Once you have read the records below, restate them word for word.

[Saved data entries]
··········

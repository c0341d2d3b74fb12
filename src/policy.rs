//! Tier-to-limits mapping. Pure configuration, total over every tier value
//! the entitlement store can produce.

use serde::{Deserialize, Serialize};

use crate::entitlement::SubscriptionStatus;
use crate::ledger::ActionKind;

/// Entitlement level of a principal.
#[derive(Clone, Copy, Debug, Default, PartialEq, Eq, Hash, Serialize, Deserialize)]
#[serde(rename_all = "lowercase")]
pub enum Tier {
    #[default]
    Free,
    Premium,
}

impl Tier {
    pub fn as_str(self) -> &'static str {
        match self {
            Tier::Free => "free",
            Tier::Premium => "premium",
        }
    }

    /// Parses a stored tier string. Unrecognized or corrupt values resolve to
    /// `Free`, never to anything more permissive.
    pub fn parse(raw: &str) -> Self {
        match raw.trim() {
            "premium" => Tier::Premium,
            _ => Tier::Free,
        }
    }

    /// The tier a subscription status entitles the principal to.
    pub fn for_status(status: SubscriptionStatus) -> Self {
        if status.is_entitled() {
            Tier::Premium
        } else {
            Tier::Free
        }
    }
}

impl std::fmt::Display for Tier {
    fn fmt(&self, f: &mut std::fmt::Formatter<'_>) -> std::fmt::Result {
        f.write_str(self.as_str())
    }
}

/// Numeric limits for one tier.
#[derive(Clone, Debug, PartialEq, Eq, Serialize, Deserialize)]
pub struct PolicyLimits {
    pub chat_per_day: u64,
    pub web_search_per_day: u64,
    pub max_request_chars: usize,
}

impl PolicyLimits {
    pub fn free_defaults() -> Self {
        Self {
            chat_per_day: 5,
            web_search_per_day: 3,
            max_request_chars: 2_000,
        }
    }

    pub fn premium_defaults() -> Self {
        Self {
            chat_per_day: 200,
            web_search_per_day: 100,
            max_request_chars: 8_000,
        }
    }

    pub fn max_actions(&self, kind: ActionKind) -> u64 {
        match kind {
            ActionKind::Chat => self.chat_per_day,
            ActionKind::WebSearch => self.web_search_per_day,
        }
    }
}

impl Default for PolicyLimits {
    fn default() -> Self {
        Self::free_defaults()
    }
}

/// The policy rows for every tier. Seeded with conservative hardcoded
/// defaults so `resolve` is always total and never falls open to unlimited.
#[derive(Clone, Debug, PartialEq, Eq, Serialize, Deserialize)]
pub struct PolicyTable {
    #[serde(default = "PolicyLimits::free_defaults")]
    pub free: PolicyLimits,
    #[serde(default = "PolicyLimits::premium_defaults")]
    pub premium: PolicyLimits,
}

impl PolicyTable {
    pub fn resolve(&self, tier: Tier) -> &PolicyLimits {
        match tier {
            Tier::Free => &self.free,
            Tier::Premium => &self.premium,
        }
    }
}

impl Default for PolicyTable {
    fn default() -> Self {
        Self {
            free: PolicyLimits::free_defaults(),
            premium: PolicyLimits::premium_defaults(),
        }
    }
}

#[cfg(test)]
mod tests {
    use super::*;

    #[test]
    fn resolve_is_total_and_never_unlimited() {
        let table = PolicyTable::default();
        for tier in [Tier::Free, Tier::Premium] {
            let limits = table.resolve(tier);
            assert!(limits.chat_per_day < u64::MAX);
            assert!(limits.web_search_per_day < u64::MAX);
            assert!(limits.max_request_chars < usize::MAX);
        }
    }

    #[test]
    fn corrupt_tier_strings_resolve_to_free_limits() {
        let table = PolicyTable::default();
        let tier = Tier::parse("enterprise??");
        assert_eq!(tier, Tier::Free);
        assert_eq!(table.resolve(tier), &PolicyLimits::free_defaults());
    }

    #[test]
    fn free_defaults_match_the_seeded_daily_chat_limit() {
        assert_eq!(PolicyLimits::free_defaults().chat_per_day, 5);
    }

    #[test]
    fn premium_limits_exceed_free_limits() {
        let table = PolicyTable::default();
        assert!(table.premium.chat_per_day > table.free.chat_per_day);
        assert!(table.premium.max_request_chars > table.free.max_request_chars);
    }
}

··········

▶ [Written solution]:
repository c0341d2d3b74fb12
filename src/policy.rs
//! Tier-to-limits mapping. Pure configuration, total over every tier value
//! the entitlement store can produce.

use serde::{Deserialize, Serialize};

use crate::entitlement::SubscriptionStatus;
use crate::ledger::ActionKind;

/// Entitlement level of a principal.
#[derive(Clone, Copy, Debug, Default, PartialEq, Eq, Hash, Serialize, Deserialize)]
#[serde(rename_all = "lowercase")]
pub enum Tier {
    #[default]
    Free,
    Premium,
}

impl Tier {
    pub fn as_str(self) -> &'static str {
        match self {
            Tier::Free => "free",
            Tier::Premium => "premium",
        }
    }

    /// Parses a stored tier string. Unrecognized or corrupt values resolve to
    /// `Free`, never to anything more permissive.
    pub fn parse(raw: &str) -> Self {
        match raw.trim() {
            "premium" => Tier::Premium,
            _ => Tier::Free,
        }
    }

    /// The tier a subscription status entitles the principal to.
    pub fn for_status(status: SubscriptionStatus) -> Self {
        if status.is_entitled() {
            Tier::Premium
        } else {
            Tier::Free
        }
    }
}

impl std::fmt::Display for Tier {
    fn fmt(&self, f: &mut std::fmt::Formatter<'_>) -> std::fmt::Result {
        f.write_str(self.as_str())
    }
}

/// Numeric limits for one tier.
#[derive(Clone, Debug, PartialEq, Eq, Serialize, Deserialize)]
pub struct PolicyLimits {
    pub chat_per_day: u64,
    pub web_search_per_day: u64,
    pub max_request_chars: usize,
}

impl PolicyLimits {
    pub fn free_defaults() -> Self {
        Self {
            chat_per_day: 5,
            web_search_per_day: 3,
            max_request_chars: 2_000,
        }
    }

    pub fn premium_defaults() -> Self {
        Self {
            chat_per_day: 200,
            web_search_per_day: 100,
            max_request_chars: 8_000,
        }
    }

    pub fn max_actions(&self, kind: ActionKind) -> u64 {
        match kind {
            ActionKind::Chat => self.chat_per_day,
            ActionKind::WebSearch => self.web_search_per_day,
        }
    }
}

impl Default for PolicyLimits {
    fn default() -> Self {
        Self::free_defaults()
    }
}

/// The policy rows for every tier. Seeded with conservative hardcoded
/// defaults so `resolve` is always total and never falls open to unlimited.
#[derive(Clone, Debug, PartialEq, Eq, Serialize, Deserialize)]
pub struct PolicyTable {
    #[serde(default = "PolicyLimits::free_defaults")]
    pub free: PolicyLimits,
    #[serde(default = "PolicyLimits::premium_defaults")]
    pub premium: PolicyLimits,
}

impl PolicyTable {
    pub fn resolve(&self, tier: Tier) -> &PolicyLimits {
        match tier {
            Tier::Free => &self.free,
            Tier::Premium => &self.premium,
        }
    }
}

impl Default for PolicyTable {
    fn default() -> Self {
        Self {
            free: PolicyLimits::free_defaults(),
            premium: PolicyLimits::premium_defaults(),
        }
    }
}

#[cfg(test)]
mod tests {
    use super::*;

    #[test]
    fn resolve_is_total_and_never_unlimited() {
        let table = PolicyTable::default();
        for tier in [Tier::Free, Tier::Premium] {
            let limits = table.resolve(tier);
            assert!(limits.chat_per_day < u64::MAX);
            assert!(limits.web_search_per_day < u64::MAX);
            assert!(limits.max_request_chars < usize::MAX);
        }
    }

    #[test]
    fn corrupt_tier_strings_resolve_to_free_limits() {
        let table = PolicyTable::default();
        let tier = Tier::parse("enterprise??");
        assert_eq!(tier, Tier::Free);
        assert_eq!(table.resolve(tier), &PolicyLimits::free_defaults());
    }

    #[test]
    fn free_defaults_match_the_seeded_daily_chat_limit() {
        assert_eq!(PolicyLimits::free_defaults().chat_per_day, 5);
    }

    #[test]
    fn premium_limits_exceed_free_limits() {
        let table = PolicyTable::default();
        assert!(table.premium.chat_per_day > table.free.chat_per_day);
        assert!(table.premium.max_request_chars > table.free.max_request_chars);
    }
}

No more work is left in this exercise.